Seems legit. AlexMc ( talk) 02:24, 14 July 2015 (UTC)
You might want to read this review of the Jordan and Walsh book by an actual historian, Dominic Sandbrook (Jordan and Walsh are actually filmakers). Choice quote: "The book is subtitled and marketed as the "forgotten history of Britain's white slaves in America". Yet as the authors admit, indentured servants were not slaves [...] Calling them slaves might be a marketing ploy, but it stretches the meaning of slavery beyond breaking point." Also I've removed the globalresearch.ca link, it's actually a conspiracy theory website. The article is just a review of Jordan and Walsh's book anyway, not a source in itself. Fyddlestix ( talk) 02:10, 25 July 2015 (UTC)
References
I was to quick when I found those sources (and did a very bad job when I first made this article in general I can see!). This does not mean that the other ones are invalid, and I think you should read about the subject before you make a decision. If we delite the sources and call it "White slave trade to America" it would be better. Because we have two credible sources on this subject. In "White cargo" the author have written about many different people being forcefully shipped off to the new world and being treated horrificly. While not chattel slavery, it were by defention slavery. Many others sold their labour (indentured servitude) for many years, to sail over to the new world, they were treaten very badly by their "owners". Often black slaves and white "slaves", not chattel, rebelled against their owners together. Read more, preview of the book: https://books.google.no/books?id=KjOIEDCpxsQC&printsec=frontcover&hl=no#v=onepage&q&f=false Olehal09 ( talk) 01:16, 25 July 2015 (UTC)

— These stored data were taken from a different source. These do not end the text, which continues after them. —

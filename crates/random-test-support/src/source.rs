//! Test item source — fixed `(min, max)` pairs per item.

use random_core::error::RandomError;
use random_core::policy::FailurePolicy;
use random_core::source::ItemSource;

/// An item source backed by a fixed list of `(min, max)` pairs.
#[derive(Debug, Clone)]
pub struct StaticItemSource {
    bounds: Vec<(i64, i64)>,
    policy: FailurePolicy,
}

impl StaticItemSource {
    /// Create a source with one item per `(min, max)` pair.
    #[must_use]
    pub fn new(bounds: Vec<(i64, i64)>, policy: FailurePolicy) -> Self {
        Self { bounds, policy }
    }

    /// Shorthand for a single-item batch that aborts on failure.
    #[must_use]
    pub fn single(min: i64, max: i64) -> Self {
        Self::new(vec![(min, max)], FailurePolicy::Abort)
    }
}

impl ItemSource for StaticItemSource {
    fn item_count(&self) -> usize {
        self.bounds.len()
    }

    fn integer_parameter(&self, name: &str, item_index: usize) -> Result<i64, RandomError> {
        let parameter_error = |reason: String| RandomError::Parameter {
            name: name.to_owned(),
            reason,
        };
        let (min, max) = self
            .bounds
            .get(item_index)
            .ok_or_else(|| parameter_error(format!("no item at index {item_index}")))?;
        match name {
            "min" => Ok(*min),
            "max" => Ok(*max),
            _ => Err(parameter_error("unknown parameter".to_owned())),
        }
    }

    fn failure_policy(&self) -> FailurePolicy {
        self.policy
    }
}
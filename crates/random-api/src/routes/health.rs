//! Health check endpoint.

use axum::{Json, Router, routing::get};
use serde::Serialize;

use crate::state::AppState;

/// Health check response.
#[derive(Serialize)]
pub struct HealthResponse {
    /// Service status.
    pub status: &'static str,
    /// Service version.
    pub version: &'static str,
}

/// GET /health
async fn health_check() -> Json<HealthResponse> {
    Json(HealthResponse {
        status: "ok",
        version: env!("CARGO_PKG_VERSION"),
    })
}

/// Returns the health check router.
pub fn router() -> Router<AppState> {
    Router::new().route("/health", get(health_check))
}
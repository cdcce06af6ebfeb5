//! Random node API — error types.

use axum::Json;
use axum::http::StatusCode;
use axum::response::{IntoResponse, Response};
use random_core::error::{ItemError, RandomError, TransportError};
use random_range::domain::description::UnknownOperation;
use serde::Serialize;
use thiserror::Error;

/// Startup and runtime errors for the API server.
#[derive(Debug, Error)]
pub enum AppError {
    /// A required environment variable is missing or invalid.
    #[error("configuration error: {0}")]
    Config(String),

    /// The outbound HTTP client could not be built.
    #[error("transport error: {0}")]
    Transport(#[from] TransportError),

    /// Network binding or I/O error.
    #[error("server error: {0}")]
    Server(#[from] std::io::Error),
}

/// JSON body returned for error responses.
#[derive(Debug, Serialize)]
pub struct ErrorBody {
    /// Machine-readable error code.
    pub error: &'static str,
    /// Human-readable error message.
    pub message: String,
    /// Index of the item that aborted the batch, when one did.
    #[serde(skip_serializing_if = "Option::is_none")]
    pub item_index: Option<usize>,
}

/// HTTP-layer error that implements `IntoResponse`.
#[derive(Debug)]
pub enum ApiError {
    /// An item failed and the batch was not allowed to continue.
    Item(ItemError),
    /// The request named an operation the node does not offer.
    UnknownOperation(UnknownOperation),
}

impl From<ItemError> for ApiError {
    fn from(err: ItemError) -> Self {
        Self::Item(err)
    }
}

impl From<UnknownOperation> for ApiError {
    fn from(err: UnknownOperation) -> Self {
        Self::UnknownOperation(err)
    }
}

impl IntoResponse for ApiError {
    fn into_response(self) -> Response {
        let (status, body) = match self {
            Self::Item(err) => {
                let (status, error_code) = match &err.source {
                    RandomError::InvalidRange { .. } => (StatusCode::BAD_REQUEST, "invalid_range"),
                    RandomError::Parameter { .. } => {
                        (StatusCode::BAD_REQUEST, "invalid_parameter")
                    }
                    RandomError::InvalidApiResponse { .. } => {
                        (StatusCode::BAD_GATEWAY, "invalid_api_response")
                    }
                    RandomError::Transport(_) => (StatusCode::BAD_GATEWAY, "transport_failure"),
                };
                let body = ErrorBody {
                    error: error_code,
                    message: err.source.to_string(),
                    item_index: Some(err.item_index),
                };
                (status, body)
            }
            Self::UnknownOperation(err) => (
                StatusCode::BAD_REQUEST,
                ErrorBody {
                    error: "unknown_operation",
                    message: err.to_string(),
                    item_index: None,
                },
            ),
        };

        (status, Json(body)).into_response()
    }
}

Copied from the Deletion Debate Page Hey Fyddlestix ANY of the contemporary sources worth their salt take the idea of Irish Slavery seriously. Nini Rodgers [1] or Akensen's [2] or Beckles' [3] or Dunn's Sugar and Slaves, or the work from the New Americans like Jenny Shaw. The issue is not to conflate Irish experience and the Black Experience for American Political Points. Or to dignify the conflation , but the Issue is to compare and contrast and find out why the Meme or trope of the irish as slaves exists, and has existed for hundreds of years, and why it's there, why it keeps going, and why it started. And most importantly what about it is accurate and what is not. Just being iconoclastic about this doesn't match protocol here or in historigraphy at all. Rodgers notes in her book that conquered and colonized peoples use the word slavery, or enslaved often and the Irish are no different. Akenson, notes that the Irish were just as prone to be abusers as abused, and after going after Beckles at first, saying that on Monserrat there's a "Universe of difference between servant and slave" admits pages later that the lived experience of Irish and Black unfree labour on Barbados was strikingly similar, except that the Irish eventually had an out. Beckles calls all servants with no recourse to bettering their positions proto-slaves and takes the idea of the Irish as mistreated very seriously enough to answer and show exactly what is accurate in their cultural history of oppression and what isn't. Jenny Shaw and Kirsten Block have redefined the terms in their work, Subjects without an Empire, talking about the period before the slave codes were written as Unfree and Free labour. So any scholar of note, and there are more I could quote, takes the trope very seriously, and rather than simply dismissing it, and throwing more tropes and misinformation (i.e. Servants' Children being born free, they certainly weren't supposed to have kids at all, and the kids who were born and immediately indentured until adulthood. ) at it, they deal with the root causes of the idea, and explain the reasoning behind it. So, I have done so. Hopefully to your satisfaction And as the debate is over and the page has been merged, if you need more sources or explanations so you can accurately answer questions about the topic, hit me up. Cheers. Robbie.johnson ( talk) 10:23, 28 July 2015 (UTC)
References
Hello Fyddlestix, why do you say your choice is better than mine? I redirected to an article concerning a time when there was an actual Irish slave trade, not just one imagined by racists. I'm concerned that your redirect panders to the view that indentured servitude is comparable to chattel slavery. It's not. Alfie Gandon ( talk) 09:18, 28 July 2016 (UTC)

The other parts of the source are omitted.